As annotations are not included when using the 'export documentation... feature', this would require me to maintain the documentation in two different locations (the annotation and the microflow documentation). Which doesn't make a lot of sense to me.
So either this is best practice isn't so good after all. Or it implies the implementation of the documentation feature isn't helping us developers a lot (as it is overlooked in the microflow's properties window) and should better be removed as a feature.
Either way, maybe it would be better to have documentation on the start and/or end events. That will become visible in the modeller window on hover and which also will be used when generating the project documentation.
Or any annotations associated with the start and/or end events will also be included in the (generated) project documentation.
First I would not necessarily try to apply a (java) coding pattern to a low-code platform as Mendix.
Second, don't pull such a statement out of its context. The first statement applies explicitly to inline comments.
I fully agree though, that you should not take this 'Mendix best practice' as is.

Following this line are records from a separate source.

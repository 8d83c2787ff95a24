//! Core Error Types
//!
//! Defines the foundational error types used across the CodeAsk workspace.
//! The application crate extends these with storage, provider and pipeline
//! variants that need heavier dependencies.

use thiserror::Error;

/// Core error type for the CodeAsk workspace.
#[derive(Error, Debug)]
pub enum CoreError {
    /// JSON serialization/deserialization errors
    #[error("Serialization error: {0}")]
    Serialization(#[from] serde_json::Error),

    /// Validation errors
    #[error("Validation error: {0}")]
    Validation(String),

    /// Not found errors
    #[error("Not found: {0}")]
    NotFound(String),

    /// Generic internal errors
    #[error("Internal error: {0}")]
    Internal(String),
}

/// Result type alias for core errors
pub type CoreResult<T> = Result<T, CoreError>;

impl CoreError {
    /// Create a validation error
    pub fn validation(msg: impl Into<String>) -> Self {
        Self::Validation(msg.into())
    }

    /// Create a not found error
    pub fn not_found(msg: impl Into<String>) -> Self {
        Self::NotFound(msg.into())
    }

    /// Create an internal error
    pub fn internal(msg: impl Into<String>) -> Self {
        Self::Internal(msg.into())
    }
}

/// Convert CoreError to a string
impl From<CoreError> for String {
    fn from(err: CoreError) -> String {
        err.to_string()
    }
}
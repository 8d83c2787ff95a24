//! CodeAsk LLM
//!
//! The text-completion collaborator used by the analysis engine:
//! - `LlmProvider` trait (single request/response, no streaming)
//! - OpenAI-compatible chat completions provider
//! - HTTP client factory
//!
//! Every model binding in CodeAsk points at an OpenAI-compatible endpoint
//! (OpenAI, DeepSeek, Qwen compatible mode, Ollama `/v1`, vLLM, ...), so one
//! provider implementation covers all of them.

pub mod http_client;
pub mod openai;
pub mod provider;
pub mod types;

// Re-export main types
pub use http_client::build_http_client;
pub use openai::OpenAICompatibleProvider;
pub use provider::LlmProvider;
pub use types::*;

However, the initial problem here is one I also found confusing - The microflow documentation and some annotation beeing treated as documentation should be in sync. Otherwise the documentation feature and annotation best practice just don't fit together. The best I could think of would be to place a 'Documentation annotation' that you can mark as documentation and that will be exported.
The Software Improvement Group on comments (from Building Maintainable Software, by Joost Visser, Chapter 11: Write Clean Code): "Comments are sometimes considered the anti-pattern of good code. From our experience we can confirm that inline comments typically indicate a lack of elegant engineering solutions." This section ends with "In general, the best advice we can give is to keep your code free of comments."
I'm not saying you should treat the SIG as an authority, but be aware that there are very different opinions on comments, which both annotations and documentation feature are.